Arthur Conan Doyle, Sherlock Holmes and Devon: A Complete Tour Guide and Companion by Brian W Pugh, Paul R Spiring and Sadru Bhanji
|Arthur Conan Doyle, Sherlock Holmes and Devon: A Complete Tour Guide and Companion by Brian W Pugh, Paul R Spiring and Sadru Bhanji|
|Reviewer: John Van der Kiste|
|Summary: A tour guide of Devon for those keen to retrace the steps of Arthur Conan Doyle to the places which inspired the Sherlock Holmes stories and connected him with a medical partner, a fellow writer and his publisher.|
|Buy? Yes||Borrow? Yes|
|Pages: 288||Date: June 2010|
|Publisher: MX Publishing|
The Hound of the Baskervilles is one of the most famous mystery novels of all, and also one of the most famous English novels set in Devon. This alone would probably give more or less enough material for an entire book on connections between the story and the location which inspired it. Yet the authors have found several more links between the county, and Conan Doyle alongside those associated with him. The result has revealed much information of which even I, who have lived in the county nearly all my life, was previously unaware.
Born in Edinburgh in 1859, Conan Doyle’s west country associations began in 1882 when he became a junior medical partner to George Turnavine Budd in Plymouth. Both men had studied medicine at university at the same time. Budd’s methods as a doctor were decidedly unorthodox, and he appears to have been a devious character, perpetually in debt, succumbing to brain disease (possibly syphilitic in origin) at the age of 33. The partnership was shortlived, and Conan Doyle soon found his true, far more lucrative calling as an author.
One of the journals in which his stories regularly appeared was The Strand Magazine, founded by publisher George Newnes. The latter had two holiday homes in Devon, a winter residence in Torquay, and a summer one at Hollerday House, Lynton, in the north of the county, which he built himself partly from profits made in publishing his most famous writer, and here he died in 1910.
Having ‘killed off’ Holmes after growing tired of writing about him, Conan Doyle was persuaded by a disappointed readership and publishers alike to resuscitate him. This he did in The Hound of the Baskervilles, inspired by his friendship with Bertram Fletcher Robinson, a young journalist who had moved to Devon with his family during childhood. The tale was inspired by a visit to Dartmoor, and both men stayed at the Duchy Hotel, Princetown, while undertaking research for the story. Ever since the book was published there have been theories, apparently started by a gossipy American literary journal, that Robinson was actually the main if not sole author of the story (briefly mentioned in this volume), and that his early death in 1907 came about through Conan Doyle wishing to silence him lest he gave the game away (not mentioned). Generally believed to be absolute nonsense…
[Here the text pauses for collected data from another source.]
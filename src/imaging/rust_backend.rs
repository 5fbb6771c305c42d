//! Pure Rust frame backend on top of the `image` crate.
//!
//! ## Crate mapping
//!
//! | Operation | Crate / function |
//! |---|---|
//! | Decode (PNG, JPEG, GIF, BMP, TIFF, WebP) | `image::ImageReader` with content sniffing |
//! | Resize | `image::imageops::resize` with `CatmullRom` (bicubic) |
//! | Encode → GIF | `image::codecs::gif::GifEncoder` (NeuQuant palette + LZW via `gif`) |

use super::animation::Animation;
use super::backend::{BackendError, Dimensions, FrameBackend};
use image::codecs::gif::{GifEncoder, Repeat};
use image::imageops::FilterType;
use image::{Delay, Frame, ImageError, ImageReader, RgbaImage};
use std::io::Write;
use std::path::Path;

/// Backend using the `image` crate for every operation.
///
/// See the [module docs](self) for the crate-to-operation mapping.
pub struct RustBackend {
    filter: FilterType,
}

/// NeuQuant sampling speed (1 = best quality, 30 = fastest). 10 is the
/// `gif` crate's own default.
const ENCODE_SPEED: i32 = 10;

impl RustBackend {
    pub fn new() -> Self {
        Self {
            filter: FilterType::CatmullRom,
        }
    }
}

impl Default for RustBackend {
    fn default() -> Self {
        Self::new()
    }
}

impl FrameBackend for RustBackend {
    fn decode(&self, path: &Path) -> Result<RgbaImage, BackendError> {
        let decode_error = |source: ImageError| BackendError::Decode {
            path: path.to_path_buf(),
            source,
        };
        // Sniff the header first so extension-less frames still decode.
        let reader = ImageReader::open(path)
            .and_then(|reader| reader.with_guessed_format())
            .map_err(|e| decode_error(ImageError::IoError(e)))?;
        let image = reader.decode().map_err(decode_error)?;
        Ok(image.into_rgba8())
    }

    fn resize(&self, frame: &RgbaImage, target: Dimensions) -> Result<RgbaImage, BackendError> {
        Ok(image::imageops::resize(
            frame,
            target.width,
            target.height,
            self.filter,
        ))
    }

    fn encode(&self, animation: Animation, writer: &mut dyn Write) -> Result<(), BackendError> {
        let mut encoder = GifEncoder::new_with_speed(writer, ENCODE_SPEED);
        encoder
            .set_repeat(Repeat::Infinite)
            .map_err(BackendError::Encode)?;

        for frame in animation.into_frames() {
            let delay = Delay::from_numer_denom_ms(u32::from(frame.delay.centiseconds()) * 10, 1);
            encoder
                .encode_frame(Frame::from_parts(frame.image, 0, 0, delay))
                .map_err(BackendError::Encode)?;
        }
        // Dropping the encoder writes the GIF trailer.
        Ok(())
    }
}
After four biographical chapters, the book takes us on a tour of Devon and the places associated with each man. We start at Plymouth and Roborough, beginning at Eliot Terrace and Durnford Street where Conan Doyle stayed and had his surgery respectively. From there we are led on a trail which takes us east and then north. The Duchy Hotel where he stayed in 1901 is now the High Moorland Visitor Centre, Princetown, which includes a display on the subject. Foxtor Mires and Dartmoor Prison, which also featured in some of his stories, are included. We are guided to St Andrew’s Church, where Bertram Fletcher Robinson was buried and his tombstone can be found, as well as stained-glass windows inside the church commemorating the family. Torquay, Paignton and Topsham likewise figure in the itinerary, though their Conan Doyle connections are restricted merely to places where he lectured or occasionally stayed. Finally we come to Lynton, with its various George Newnes connections. Sadly his home Hollerday House was severely damaged by fire three years after his death and could not be saved. The ruins were left to stand for some years, but were eventually considered dangerous and blown up in an army training exercise some forty years later.
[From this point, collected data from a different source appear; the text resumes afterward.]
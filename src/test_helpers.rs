//! Shared test utilities for the gifstitch test suite.
//!
//! Writes real image fixtures and reads produced GIFs back, so backend and
//! pipeline tests can assert on actual encoded output.

use crate::imaging::Dimensions;
use image::codecs::gif::GifDecoder;
use image::{AnimationDecoder, ImageDecoder, Rgba, RgbaImage};
use std::fs::File;
use std::io::BufReader;
use std::path::Path;

// =========================================================================
// Fixture setup
// =========================================================================

/// Write a solid-colour PNG of the given size.
pub fn write_png(path: &Path, width: u32, height: u32, color: [u8; 4]) {
    RgbaImage::from_pixel(width, height, Rgba(color))
        .save(path)
        .unwrap();
}

// =========================================================================
// GIF inspection
// =========================================================================

/// What a decoded GIF looks like from the outside.
#[derive(Debug)]
pub struct DecodedGif {
    pub canvas: Dimensions,
    /// Frame count only: the decoder composites every frame onto a
    /// canvas-sized buffer, so per-frame sizes are not observable here.
    pub frames: usize,
    pub delays_cs: Vec<u16>,
    pub loops_forever: bool,
}

/// Decode a GIF file. Panics on anything that isn't a valid GIF.
pub fn decode_gif(path: &Path) -> DecodedGif {
    let bytes = std::fs::read(path).unwrap();

    let decoder = GifDecoder::new(BufReader::new(File::open(path).unwrap())).unwrap();
    let (width, height) = decoder.dimensions();
    let frames = decoder.into_frames().collect_frames().unwrap();

    DecodedGif {
        canvas: Dimensions::new(width, height),
        frames: frames.len(),
        delays_cs: frames
            .iter()
            .map(|f| {
                let (numer, denom) = f.delay().numer_denom_ms();
                (numer / denom / 10) as u16
            })
            .collect(),
        loops_forever: has_infinite_loop(&bytes),
    }
}

/// Look for a NETSCAPE2.0 application extension with loop count 0.
fn has_infinite_loop(bytes: &[u8]) -> bool {
    const APP_ID: &[u8] = b"NETSCAPE2.0";
    bytes
        .windows(APP_ID.len())
        .position(|w| w == APP_ID)
        .and_then(|pos| bytes.get(pos + APP_ID.len()..pos + APP_ID.len() + 4))
        .is_some_and(|block| block == [3, 1, 0, 0])
}
//! Frame backend trait and shared types.
//!
//! The [`FrameBackend`] trait defines the three operations the pipeline needs
//! from an imaging library: decode a still, resize a frame, and encode an
//! [`Animation`].
//!
//! The production implementation is
//! [`RustBackend`](super::rust_backend::RustBackend), built on the `image`
//! crate. Tests use the recording `MockBackend` below.

use super::animation::Animation;
use image::RgbaImage;
use std::fmt;
use std::io::Write;
use std::path::{Path, PathBuf};
use thiserror::Error;

#[derive(Error, Debug)]
pub enum BackendError {
    #[error("IO error: {0}")]
    Io(#[from] std::io::Error),
    #[error("Failed to decode {}: {source}", path.display())]
    Decode {
        path: PathBuf,
        #[source]
        source: image::ImageError,
    },
    #[error("GIF encode failed: {0}")]
    Encode(#[source] image::ImageError),
    #[error("Canvas {canvas} is too large: GIF allows at most 65535 pixels per side")]
    CanvasTooLarge { canvas: Dimensions },
    #[error("Frame is {actual} but the canvas is {expected}")]
    FrameSizeMismatch {
        expected: Dimensions,
        actual: Dimensions,
    },
}

/// Width and height of a frame or canvas, in pixels.
#[derive(Debug, Clone, Copy, PartialEq, Eq)]
pub struct Dimensions {
    pub width: u32,
    pub height: u32,
}

impl Dimensions {
    pub fn new(width: u32, height: u32) -> Self {
        Self { width, height }
    }

    pub fn of(frame: &RgbaImage) -> Self {
        Self {
            width: frame.width(),
            height: frame.height(),
        }
    }
}

impl fmt::Display for Dimensions {
    fn fmt(&self, f: &mut fmt::Formatter<'_>) -> fmt::Result {
        write!(f, "{}x{}", self.width, self.height)
    }
}

/// Trait for imaging backends.
///
/// Decoding, resampling and GIF encoding all live behind this seam so the
/// pipeline logic in [`operations`](super::operations) is library-agnostic.
pub trait FrameBackend {
    /// Decode a still image into an RGBA raster.
    fn decode(&self, path: &Path) -> Result<RgbaImage, BackendError>;

    /// Resample `frame` to exactly `target` (aspect ratio is not preserved).
    fn resize(&self, frame: &RgbaImage, target: Dimensions) -> Result<RgbaImage, BackendError>;

    /// Encode a finished animation as a GIF into `writer`, consuming it.
    fn encode(&self, animation: Animation, writer: &mut dyn Write) -> Result<(), BackendError>;
}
Each location is accompanied by a photograph, map, address and postcode for satnav purposes. Full of topographical as well as biographical details, this handy little volume will be ideal for anyone wishing to retrace the steps of the above.
Our thanks to MX Publishing for sending a copy to Bookbag.
Similar ground is covered in an earlier volume from another publisher, On the Trail of Arthur Conan Doyle: An Illustrated Devon Tour by Brian W Pugh and Paul R Spiring. For a full life of the writer, see The Adventures of Arthur Conan Doyle by Russell Miller, or for a book in similar format covering his metropolitan connections, see Close to Holmes: A Look at the Connections Between Historical London, Sherlock Holmes and Sir Arthur Conan Doyle by Alistair Duncan.